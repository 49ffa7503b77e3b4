//! Typed protocol requests, responses, and thin command wrappers.
//!
//! Every request the engine issues is built from one of these structs and
//! serialized with the wire's kebab-case field names; ad-hoc string-keyed
//! maps appear only where a command's verb itself is negotiated at runtime
//! (the dirty-bitmap family, see `blockback-core`).

use crate::error::{MonitorError, Result};
use crate::Monitor;
use serde::de::DeserializeOwned;
use serde::{Deserialize, Serialize};
use serde_json::Value;

/// Status of an asynchronous block-layer job.
///
/// Only `Concluded` is terminal for this engine; everything else counts as
/// "still in flight" while polling.
#[derive(Debug, Clone, Copy, PartialEq, Eq, Serialize, Deserialize)]
#[serde(rename_all = "lowercase")]
pub enum JobStatus {
    Undefined,
    Created,
    Running,
    Paused,
    Ready,
    Standby,
    #[serde(rename = "waiting")]
    WaitingForInput,
    Pending,
    Aborting,
    Concluded,
}

impl JobStatus {
    /// Returns true for the terminal status.
    #[must_use]
    pub const fn is_concluded(self) -> bool {
        matches!(self, Self::Concluded)
    }
}

/// One entry from `query-jobs`.
#[derive(Debug, Clone, Serialize, Deserialize)]
pub struct JobInfo {
    /// Caller-assigned job id.
    pub id: String,
    /// Current status.
    pub status: JobStatus,
}

/// One entry from `query-named-block-nodes`.
#[derive(Debug, Clone, Serialize, Deserialize)]
#[serde(rename_all = "kebab-case")]
pub struct BlockNodeInfo {
    /// Unique node name inside the block graph.
    pub node_name: String,
    /// Driver of the node (protocol or format layer).
    pub drv: String,
    /// On-disk path backing the node, when the driver has one.
    #[serde(default, skip_serializing_if = "Option::is_none")]
    pub file: Option<String>,
    /// Backing file path, for format nodes chained onto a base image.
    #[serde(default, skip_serializing_if = "Option::is_none")]
    pub backing_file: Option<String>,
}

/// Dirty-bitmap state as the engine sees it.
#[derive(Debug, Clone, Copy, PartialEq, Eq)]
pub enum BitmapState {
    /// The bitmap is recording writes.
    Active,
    /// The bitmap is frozen; safe to merge or read.
    Disabled,
}

/// One dirty bitmap from a `query-block` device entry.
#[derive(Debug, Clone, Serialize, Deserialize)]
pub struct BitmapInfo {
    /// Bitmap name, unique per node.
    pub name: String,
    /// Count of dirty bytes tracked by the bitmap.
    pub count: u64,
    /// Tracking granularity in bytes.
    #[serde(default, skip_serializing_if = "Option::is_none")]
    pub granularity: Option<u64>,
    /// Whether the bitmap is currently recording writes.
    pub recording: bool,
    /// Whether the bitmap survives monitor restarts.
    #[serde(default)]
    pub persistent: bool,
}

impl BitmapInfo {
    /// Returns the bitmap's state in the engine's two-state model.
    #[must_use]
    pub const fn state(&self) -> BitmapState {
        if self.recording {
            BitmapState::Active
        } else {
            BitmapState::Disabled
        }
    }
}

/// One entry from `query-block`.
#[derive(Debug, Clone, Serialize, Deserialize)]
#[serde(rename_all = "kebab-case")]
pub struct BlockDeviceInfo {
    /// Device (node) name.
    pub device: String,
    /// Bitmaps attached to the device.
    #[serde(default)]
    pub dirty_bitmaps: Vec<BitmapInfo>,
}

/// Tri-state persistence request for bitmap creation.
///
/// `Default` omits the field from the wire request, leaving the choice to
/// the monitor.
#[derive(Debug, Clone, Copy, PartialEq, Eq)]
pub enum Persistence {
    On,
    Off,
    Default,
}

impl Persistence {
    /// Wire representation: `None` means "leave the field out".
    #[must_use]
    pub const fn as_flag(self) -> Option<bool> {
        match self {
            Self::On => Some(true),
            Self::Off => Some(false),
            Self::Default => None,
        }
    }
}

/// Backup synchronization mode.
#[derive(Debug, Clone, Copy, PartialEq, Eq, Serialize, Deserialize)]
#[serde(rename_all = "lowercase")]
pub enum SyncMode {
    /// Copy every allocated region.
    Full,
    /// Copy only the regions a dirty bitmap marks.
    Incremental,
}

/// Request body for `blockdev-backup`.
#[derive(Debug, Clone, Serialize)]
#[serde(rename_all = "kebab-case")]
pub struct BackupRequest {
    /// Caller-assigned id for the resulting job.
    pub job_id: String,
    /// Source device (node name).
    pub device: String,
    /// Target node name; must already exist in the graph.
    pub target: String,
    /// Synchronization mode.
    pub sync: SyncMode,
    /// Change-set bitmap, required for incremental sync.
    #[serde(skip_serializing_if = "Option::is_none")]
    pub bitmap: Option<String>,
}

/// Driver-specific options for `blockdev-create`.
#[derive(Debug, Clone, Serialize)]
#[serde(tag = "driver", rename_all = "lowercase")]
pub enum CreateOptions {
    /// Allocate a raw file on the host.
    #[serde(rename_all = "kebab-case")]
    File {
        filename: String,
        size: u64,
    },
    /// Format an existing protocol node as qcow2.
    #[serde(rename_all = "kebab-case")]
    Qcow2 {
        /// Protocol-layer node holding the raw storage.
        file: String,
        size: u64,
        #[serde(skip_serializing_if = "Option::is_none")]
        backing_file: Option<String>,
        #[serde(skip_serializing_if = "Option::is_none")]
        backing_fmt: Option<String>,
        #[serde(skip_serializing_if = "Option::is_none")]
        cluster_size: Option<u64>,
    },
}

/// Request body for `blockdev-create`.
#[derive(Debug, Clone, Serialize)]
#[serde(rename_all = "kebab-case")]
pub struct BlockdevCreateRequest {
    /// Caller-assigned id for the creation job.
    pub job_id: String,
    /// Driver-specific creation options.
    pub options: CreateOptions,
}

/// Driver-specific options for `blockdev-add`.
#[derive(Debug, Clone, Serialize)]
#[serde(tag = "driver", rename_all = "lowercase")]
pub enum AddOptions {
    /// Protocol-layer node over a host file.
    #[serde(rename_all = "kebab-case")]
    File {
        node_name: String,
        filename: String,
    },
    /// Format-layer node over a protocol node.
    #[serde(rename_all = "kebab-case")]
    Qcow2 {
        node_name: String,
        /// Protocol-layer node name.
        file: String,
        /// Backing node name, when chaining onto a previous target.
        #[serde(skip_serializing_if = "Option::is_none")]
        backing: Option<String>,
    },
}

impl AddOptions {
    /// The node name this request will register.
    #[must_use]
    pub fn node_name(&self) -> &str {
        match self {
            Self::File { node_name, .. } | Self::Qcow2 { node_name, .. } => node_name,
        }
    }
}

/// Request body for `block-dirty-bitmap-add`.
#[derive(Debug, Clone, Serialize)]
#[serde(rename_all = "kebab-case")]
pub struct BitmapAddRequest {
    pub node: String,
    pub name: String,
    #[serde(skip_serializing_if = "Option::is_none")]
    pub persistent: Option<bool>,
}

/// Serializes a request body, surfacing serializer failures as protocol
/// errors.
pub fn to_arguments<T: Serialize>(req: &T) -> Result<Value> {
    serde_json::to_value(req).map_err(|e| MonitorError::protocol(e.to_string()))
}

fn parse<T: DeserializeOwned>(verb: &str, value: Value) -> Result<T> {
    serde_json::from_value(value)
        .map_err(|e| MonitorError::protocol(format!("bad '{verb}' response: {e}")))
}

/// Returns the set of verbs the monitor advertises.
pub async fn query_commands(monitor: &dyn Monitor) -> Result<Vec<String>> {
    #[derive(Deserialize)]
    struct CommandInfo {
        name: String,
    }
    let value = monitor.send("query-commands", Value::Null).await?;
    let infos: Vec<CommandInfo> = parse("query-commands", value)?;
    Ok(infos.into_iter().map(|c| c.name).collect())
}

/// Returns all named nodes in the block graph.
pub async fn query_named_block_nodes(monitor: &dyn Monitor) -> Result<Vec<BlockNodeInfo>> {
    let value = monitor.send("query-named-block-nodes", Value::Null).await?;
    parse("query-named-block-nodes", value)
}

/// Looks up a single block node by name.
pub async fn find_block_node(
    monitor: &dyn Monitor,
    node_name: &str,
) -> Result<Option<BlockNodeInfo>> {
    let nodes = query_named_block_nodes(monitor).await?;
    Ok(nodes.into_iter().find(|n| n.node_name == node_name))
}

/// Returns the per-device view, including attached dirty bitmaps.
pub async fn query_block(monitor: &dyn Monitor) -> Result<Vec<BlockDeviceInfo>> {
    let value = monitor.send("query-block", Value::Null).await?;
    parse("query-block", value)
}

/// Returns all jobs known to the monitor.
pub async fn query_jobs(monitor: &dyn Monitor) -> Result<Vec<JobInfo>> {
    let value = monitor.send("query-jobs", Value::Null).await?;
    parse("query-jobs", value)
}

/// Acknowledges a concluded job, removing it from the job list.
pub async fn job_dismiss(monitor: &dyn Monitor, job_id: &str) -> Result<()> {
    let args = serde_json::json!({ "id": job_id });
    monitor.send("job-dismiss", args).await?;
    Ok(())
}

/// Starts an asynchronous storage-creation job.
pub async fn blockdev_create(monitor: &dyn Monitor, req: &BlockdevCreateRequest) -> Result<()> {
    monitor.send("blockdev-create", to_arguments(req)?).await?;
    Ok(())
}

/// Inserts a node into the block graph.
pub async fn blockdev_add(monitor: &dyn Monitor, options: &AddOptions) -> Result<()> {
    monitor.send("blockdev-add", to_arguments(options)?).await?;
    Ok(())
}

/// Starts an asynchronous backup job.
pub async fn blockdev_backup(monitor: &dyn Monitor, req: &BackupRequest) -> Result<()> {
    monitor.send("blockdev-backup", to_arguments(req)?).await?;
    Ok(())
}

#[cfg(test)]
mod tests {
    use super::*;

    #[test]
    fn test_backup_request_wire_shape() {
        let req = BackupRequest {
            job_id: "j1".to_string(),
            device: "d0".to_string(),
            target: "t0".to_string(),
            sync: SyncMode::Incremental,
            bitmap: Some("b1".to_string()),
        };
        let value = to_arguments(&req).unwrap();
        assert_eq!(value["job-id"], "j1");
        assert_eq!(value["sync"], "incremental");
        assert_eq!(value["bitmap"], "b1");
    }

    #[test]
    fn test_backup_request_omits_absent_bitmap() {
        let req = BackupRequest {
            job_id: "j1".to_string(),
            device: "d0".to_string(),
            target: "t0".to_string(),
            sync: SyncMode::Full,
            bitmap: None,
        };
        let value = to_arguments(&req).unwrap();
        assert!(value.get("bitmap").is_none());
        assert_eq!(value["sync"], "full");
    }

    #[test]
    fn test_create_options_tagged_by_driver() {
        let opts = CreateOptions::Qcow2 {
            file: "proto0".to_string(),
            size: 1 << 30,
            backing_file: Some("/imgs/base.qcow2".to_string()),
            backing_fmt: Some("qcow2".to_string()),
            cluster_size: None,
        };
        let value = to_arguments(&opts).unwrap();
        assert_eq!(value["driver"], "qcow2");
        assert_eq!(value["backing-file"], "/imgs/base.qcow2");
        assert!(value.get("cluster-size").is_none());
    }

    #[test]
    fn test_job_status_wire_names() {
        let status: JobStatus = serde_json::from_value(serde_json::json!("waiting")).unwrap();
        assert_eq!(status, JobStatus::WaitingForInput);
        let status: JobStatus = serde_json::from_value(serde_json::json!("concluded")).unwrap();
        assert!(status.is_concluded());
    }

    #[test]
    fn test_bitmap_state_follows_recording_flag() {
        let info = BitmapInfo {
            name: "b1".to_string(),
            count: 0,
            granularity: Some(65536),
            recording: false,
            persistent: false,
        };
        assert_eq!(info.state(), BitmapState::Disabled);
    }

    #[test]
    fn test_persistence_tri_state() {
        assert_eq!(Persistence::On.as_flag(), Some(true));
        assert_eq!(Persistence::Off.as_flag(), Some(false));
        assert_eq!(Persistence::Default.as_flag(), None);
    }
}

⁂

◆ **TASK GOAL**
Lines that contain "Disabled" are the result; find them in the entries above and copy each one.

◆ **OUTPUT OF THE EXERCISE**
    Disabled,
            BitmapState::Disabled
        assert_eq!(info.state(), BitmapState::Disabled);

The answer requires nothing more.